In 1993 Bennett and Brassard, in collaboration with others, discovered "quantum teleportation", an effect in which the complete information in an unknown quantum state is decomposed into purely classical information and purely non-classical Einstein–Podolsky–Rosen (EPR paradox) correlations, sent through two separate channels, and later reassembled in a new location to produce an exact replica of the original quantum state that was destroyed in the sending process.

==Later work==

Bennett is a Fellow of the American Physical Society and a member of the National Academy of Sciences. He was awarded the 2008 Harvey Prize by the Technion and the 2006 Rank Prize in opto-electronics. In 2017 he received the Dirac Medal of the ICTP and in 2018 the Wolf Prize in Physics. In June 2019, he received the Shannon Award and for 2019 the BBVA Foundation Frontiers of Knowledge Award in Basic Sciences. In 2023 he was awarded the Breakthrough Prize in Fundamental Physics and also in 2023 the Eduard Rhein Foundation Prize in Technology.

Bennett also co-runs a blog, The Quantum Pontiff, with Steve Flammia and Aram Harrow and hosted by Dave Bacon.
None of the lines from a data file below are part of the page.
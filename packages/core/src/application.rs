//! Applications submitted against a job listing.

use chrono::{DateTime, Utc};
use serde::{Deserialize, Serialize};
use ulid::Ulid;

use crate::JobListingId;

/// Unique identifier for a job application.
#[derive(Debug, Clone, Copy, PartialEq, Eq, Hash, Serialize, Deserialize)]
#[serde(transparent)]
pub struct JobApplicationId(pub Ulid);

impl JobApplicationId {
    pub fn new() -> Self {
        Self(Ulid::new())
    }

    pub fn parse(s: &str) -> Result<Self, ulid::DecodeError> {
        Ok(Self(Ulid::from_string(s)?))
    }
}

impl Default for JobApplicationId {
    fn default() -> Self {
        Self::new()
    }
}

impl std::fmt::Display for JobApplicationId {
    fn fmt(&self, f: &mut std::fmt::Formatter<'_>) -> std::fmt::Result {
        write!(f, "{}", self.0)
    }
}

/// An application for a listing. Deleted together with its listing.
#[derive(Debug, Clone, PartialEq, Eq, Serialize, Deserialize)]
pub struct JobApplication {
    pub id: JobApplicationId,
    /// The listing applied for.
    pub job_id: JobListingId,
    pub name: String,
    pub email: String,
    #[serde(default)]
    pub phone: Option<String>,
    #[serde(default)]
    pub cover_letter: Option<String>,
    pub created_at: DateTime<Utc>,
}

impl JobApplication {
    pub fn new(job_id: JobListingId, name: impl Into<String>, email: impl Into<String>) -> Self {
        Self {
            id: JobApplicationId::new(),
            job_id,
            name: name.into(),
            email: email.into(),
            phone: None,
            cover_letter: None,
            created_at: Utc::now(),
        }
    }

    pub fn with_phone(mut self, phone: impl Into<String>) -> Self {
        self.phone = Some(phone.into());
        self
    }

    pub fn with_cover_letter(mut self, cover_letter: impl Into<String>) -> Self {
        self.cover_letter = Some(cover_letter.into());
        self
    }
}
#![allow(dead_code)]

use db::{Database, DbConfig, DbError, JobApplicationRepository, JobListingRepository, RepositoryConfig};
use jobs_core::Locale;

/// A fresh in-memory database with the schema applied.
pub async fn setup_db() -> Result<Database, DbError> {
    let _ = tracing_subscriber::fmt()
        .with_env_filter(tracing_subscriber::EnvFilter::from_default_env())
        .with_test_writer()
        .try_init();

    db::init(&DbConfig::memory()).await
}

pub async fn listings() -> Result<JobListingRepository, DbError> {
    let db = setup_db().await?;
    Ok(JobListingRepository::new(db, RepositoryConfig::default()))
}

pub async fn repositories() -> Result<(JobListingRepository, JobApplicationRepository), DbError> {
    let db = setup_db().await?;
    Ok((
        JobListingRepository::new(db.clone(), RepositoryConfig::default()),
        JobApplicationRepository::new(db),
    ))
}

pub fn locale(tag: &str) -> Locale {
    Locale::parse(tag).expect("valid locale")
}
In March 2026, Bennett was named, along with Gilles Brassard, as recipient of the 2025 ACM Turing Award, for work on the foundations of quantum information science and secure communication and computing.

==Private life==
Bennett identifies himself as an atheist. Recalling a fond memory of the physicist Asher Peres, he writes:

[Asher] often pretended to consult me, a fellow atheist, on matters of religious protocol. As we waited in line to eat the hors d'oeuvres at a conference in Evanston, he said, "There is a prayer Jews traditionally say when they do something new that they have never done before. I am about to eat a new kind of non-Kosher food. Do you think I should say the prayer?"